Figure 3
From: Structural and catalytic analysis of two diverse uridine phosphorylases in Phytophthora capsici

Structural comparation and sequence alignment between uridine phosphorylases and purine nucleoside phosphorylases. (a) Comparation of structures among uridine phosphorylases. The hexamer-blocking insertions are shown in surface. PcUP1 in cyan; TbUP (PDB: 3bje), T. brucei uridine phosphorylase in yellow; HsUUP1 (PDB: 3euf), H. sapiens uridine phosphorylase1 in salmon; EcUP (PDB: 1tgy), E. coli uridine phosphorylase in magenta. (b) Structure-based sequence alignment of representative uridine phosphorylases together with purine nucleoside phosphorylases.

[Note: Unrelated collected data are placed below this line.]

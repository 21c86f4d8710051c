//! Shared error type for the core data model.
//!
//! This module defines `DaqError`, raised when frames, shapes or configuration
//! values fail validation. Per-frame conditions that the pipeline folds into
//! statistics (decode failures, association outcomes) have their own types in
//! the crates that produce them; `DaqError` covers the validation building
//! blocks those crates share.
//!
//! ## Error Hierarchy
//!
//! - **`Configuration`**: semantic configuration errors caught at construction
//!   time (zero capacity, duplicate channel names). Always fatal.
//! - **`UnknownElementType`** / **`UnknownCodec`**: an enum tag that does not map
//!   to a supported variant.
//! - **Size errors** (`DimensionTooLarge`, `SizeOverflow`, `FrameTooLarge`,
//!   `PayloadNotAligned`): declared sizes that cannot be honoured safely.
//! - **`ShapeMismatch`**: declared frame dimensions disagree with the decoded
//!   element count.

use thiserror::Error;

/// Convenience alias for results using the core error type.
pub type AppResult<T> = std::result::Result<T, DaqError>;

/// Primary error type for core validation.
///
/// # Example
///
/// ```rust
/// use daq_core::error::DaqError;
///
/// fn validate_capacity(capacity: usize) -> Result<(), DaqError> {
///     if capacity == 0 {
///         return Err(DaqError::Configuration("cache capacity must be > 0".into()));
///     }
///     Ok(())
/// }
/// ```
#[derive(Error, Debug, Clone, PartialEq)]
pub enum DaqError {
    /// Configuration validation failed.
    ///
    /// Occurs when configuration values parse correctly but fail semantic
    /// validation (zero capacity, negative tolerance, unknown gating channel).
    ///
    /// **Error Type**: Permanent - requires fixing the configuration values.
    ///
    /// **Recovery Strategy**: Abort engine construction, report the message.
    #[error("Configuration validation error: {0}")]
    Configuration(String),

    /// Element type tag is not one of the supported numeric types.
    #[error("Unknown element type '{0}'")]
    UnknownElementType(String),

    /// Codec tag is not one of `none`, `bslz4`, `lz4`, `blosc`.
    #[error("Unknown codec '{0}'")]
    UnknownCodec(String),

    /// A single frame dimension exceeds the supported extent.
    #[error("Frame dimension {extent} exceeds maximum {max_dimension}")]
    DimensionTooLarge { extent: u32, max_dimension: u32 },

    /// Calculating a size overflowed usize.
    #[error("Size overflow while computing {context}")]
    SizeOverflow { context: &'static str },

    /// Frame payload exceeds maximum allowed size.
    ///
    /// **Error Type**: Permanent for this frame - the frame is dropped before
    /// any allocation takes place.
    #[error("Frame size {bytes} bytes exceeds maximum {max_bytes} bytes")]
    FrameTooLarge { bytes: u64, max_bytes: usize },

    /// Byte buffer length is not a whole number of elements.
    #[error("Buffer of {bytes} bytes is not a multiple of element size {element_size}")]
    PayloadNotAligned { bytes: usize, element_size: usize },

    /// Declared frame dimensions do not match the decoded element count.
    #[error("Shape {shape:?} does not describe {elements} elements")]
    ShapeMismatch { shape: Vec<usize>, elements: usize },
}

#[cfg(test)]
mod tests {
    use super::*;

    #[test]
    fn test_error_display() {
        let err = DaqError::Configuration("capacity must be > 0".to_string());
        assert_eq!(
            err.to_string(),
            "Configuration validation error: capacity must be > 0"
        );
    }

    #[test]
    fn test_shape_mismatch_display() {
        let err = DaqError::ShapeMismatch {
            shape: vec![4, 4],
            elements: 15,
        };
        assert!(err.to_string().contains("[4, 4]"));
        assert!(err.to_string().contains("15 elements"));
    }
}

Amino acid numbering and secondary structural elements of PcUP1 TBUP; HsUUP1; EcUP; TtPNP (PDB: 1odi), T. Thermophilus purine nucleoside phosphorylase; BsPNP (PDB: 4d8x), B. subtilis purine nucleoside phosphorylase are mapped at the top of the alignment. UP-specific inserts that block hexamer formation of PcUP1, TbUP and HsUUP1 are shaded cyan, yellow and salmon separately. The UP-specificity region is marked by the black box. The key substrate/product interacting residues are labeled “U” for uracil, “R” for ribose, “P” for phosphate. Structure-based sequence alignment was created using Clustal X Version 2.054 and ESPript 3.055.